# [PROBLEM STATEMENT]
Copy the lines of the entries exactly, from the opening one to the one holding "let response: Vec<RegattaResponse>", and leave out everything after.

# [SOURCE RECORDS]
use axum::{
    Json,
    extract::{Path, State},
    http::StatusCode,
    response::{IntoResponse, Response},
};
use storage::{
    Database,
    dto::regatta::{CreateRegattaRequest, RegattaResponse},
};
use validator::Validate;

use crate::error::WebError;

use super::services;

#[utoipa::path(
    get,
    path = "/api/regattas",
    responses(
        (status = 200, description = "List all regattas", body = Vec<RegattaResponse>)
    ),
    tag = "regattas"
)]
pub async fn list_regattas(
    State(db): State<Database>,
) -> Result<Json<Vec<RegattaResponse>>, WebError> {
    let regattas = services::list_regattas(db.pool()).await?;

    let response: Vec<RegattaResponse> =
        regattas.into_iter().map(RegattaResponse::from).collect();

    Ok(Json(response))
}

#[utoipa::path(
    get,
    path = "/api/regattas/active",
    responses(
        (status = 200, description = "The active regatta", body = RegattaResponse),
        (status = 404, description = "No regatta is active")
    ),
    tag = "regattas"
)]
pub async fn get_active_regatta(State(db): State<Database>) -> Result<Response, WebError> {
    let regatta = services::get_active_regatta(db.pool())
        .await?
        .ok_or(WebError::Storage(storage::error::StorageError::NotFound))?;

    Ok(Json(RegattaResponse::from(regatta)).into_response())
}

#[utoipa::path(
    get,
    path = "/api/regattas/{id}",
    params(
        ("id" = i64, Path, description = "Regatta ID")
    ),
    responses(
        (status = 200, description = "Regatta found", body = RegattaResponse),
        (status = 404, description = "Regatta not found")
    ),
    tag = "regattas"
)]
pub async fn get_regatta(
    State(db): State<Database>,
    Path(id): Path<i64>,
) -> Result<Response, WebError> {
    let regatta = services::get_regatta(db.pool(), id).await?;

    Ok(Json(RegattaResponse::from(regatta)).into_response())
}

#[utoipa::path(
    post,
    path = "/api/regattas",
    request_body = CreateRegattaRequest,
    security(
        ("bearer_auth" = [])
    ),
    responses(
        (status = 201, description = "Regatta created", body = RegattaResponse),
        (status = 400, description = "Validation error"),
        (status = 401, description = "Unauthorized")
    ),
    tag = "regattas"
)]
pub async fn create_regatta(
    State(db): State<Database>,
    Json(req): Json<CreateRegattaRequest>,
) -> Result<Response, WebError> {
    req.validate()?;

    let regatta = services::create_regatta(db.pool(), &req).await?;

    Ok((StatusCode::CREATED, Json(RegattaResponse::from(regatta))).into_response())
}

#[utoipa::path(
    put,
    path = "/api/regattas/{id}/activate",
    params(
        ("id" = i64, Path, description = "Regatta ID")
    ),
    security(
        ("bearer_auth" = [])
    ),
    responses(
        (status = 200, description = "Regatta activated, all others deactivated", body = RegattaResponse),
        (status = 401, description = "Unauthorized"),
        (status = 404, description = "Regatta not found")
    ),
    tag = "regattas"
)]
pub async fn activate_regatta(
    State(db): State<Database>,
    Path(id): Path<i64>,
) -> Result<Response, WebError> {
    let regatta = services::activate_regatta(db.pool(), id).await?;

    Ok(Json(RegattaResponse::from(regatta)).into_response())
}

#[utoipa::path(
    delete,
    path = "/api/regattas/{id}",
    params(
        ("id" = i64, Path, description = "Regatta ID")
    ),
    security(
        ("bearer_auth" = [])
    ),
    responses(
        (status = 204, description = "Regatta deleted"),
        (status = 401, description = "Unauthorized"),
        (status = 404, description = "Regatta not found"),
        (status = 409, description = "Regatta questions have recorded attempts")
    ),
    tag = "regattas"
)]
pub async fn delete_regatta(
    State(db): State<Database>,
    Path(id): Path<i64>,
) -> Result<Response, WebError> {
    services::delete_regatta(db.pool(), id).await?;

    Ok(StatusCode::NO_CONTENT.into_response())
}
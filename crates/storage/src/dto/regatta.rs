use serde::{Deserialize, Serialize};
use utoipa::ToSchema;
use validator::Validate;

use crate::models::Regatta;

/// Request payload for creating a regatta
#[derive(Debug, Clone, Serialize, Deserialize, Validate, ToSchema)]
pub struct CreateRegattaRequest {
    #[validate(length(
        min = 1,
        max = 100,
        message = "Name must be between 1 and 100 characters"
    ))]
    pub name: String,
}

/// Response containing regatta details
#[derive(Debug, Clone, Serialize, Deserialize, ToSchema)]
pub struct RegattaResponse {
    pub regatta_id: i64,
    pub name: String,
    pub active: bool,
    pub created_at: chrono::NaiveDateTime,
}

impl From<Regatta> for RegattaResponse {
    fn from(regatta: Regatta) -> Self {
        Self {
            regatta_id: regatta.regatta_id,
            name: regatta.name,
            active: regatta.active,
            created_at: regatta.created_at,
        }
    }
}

# [ANSWER BELOW]
use axum::{
    Json,
    extract::{Path, State},
    http::StatusCode,
    response::{IntoResponse, Response},
};
use storage::{
    Database,
    dto::regatta::{CreateRegattaRequest, RegattaResponse},
};
use validator::Validate;

use crate::error::WebError;

use super::services;

#[utoipa::path(
    get,
    path = "/api/regattas",
    responses(
        (status = 200, description = "List all regattas", body = Vec<RegattaResponse>)
    ),
    tag = "regattas"
)]
pub async fn list_regattas(
    State(db): State<Database>,
) -> Result<Json<Vec<RegattaResponse>>, WebError> {
    let regattas = services::list_regattas(db.pool()).await?;

    let response: Vec<RegattaResponse> =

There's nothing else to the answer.